**Exercise directions**
Search the material below for the string "super" and extract each line that has it.

*** Provided data Section Begins ***

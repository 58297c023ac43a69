use sea_orm::entity::prelude::*;

#[derive(Clone, Debug, PartialEq, DeriveEntityModel)]
#[sea_orm(table_name = "promotions")]
pub struct Model {
    #[sea_orm(primary_key)]
    pub id: i64,
    #[sea_orm(unique)]
    pub code: Option<String>,
    pub value_type: String,
    #[sea_orm(column_type = "Decimal(Some((14, 4)))")]
    pub value: Decimal,
    pub expires_at: Option<DateTimeWithTimeZone>,
    pub usage_limit: Option<i32>,
    pub used_count: i32,
    pub is_active: bool,
    pub created_at: DateTimeWithTimeZone,
    pub updated_at: DateTimeWithTimeZone,
}

#[derive(Copy, Clone, Debug, EnumIter, DeriveRelation)]
pub enum Relation {
    #[sea_orm(has_many = "super::orders::Entity")]
    Orders,
}

impl Related<super::orders::Entity> for Entity {
    fn to() -> RelationDef {
        Relation::Orders.def()
    }
}

impl ActiveModelBehavior for ActiveModel {}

*** Provided data Section Ends ***

**Written reply**
    #[sea_orm(has_many = "super::orders::Entity")]
impl Related<super::orders::Entity> for Entity {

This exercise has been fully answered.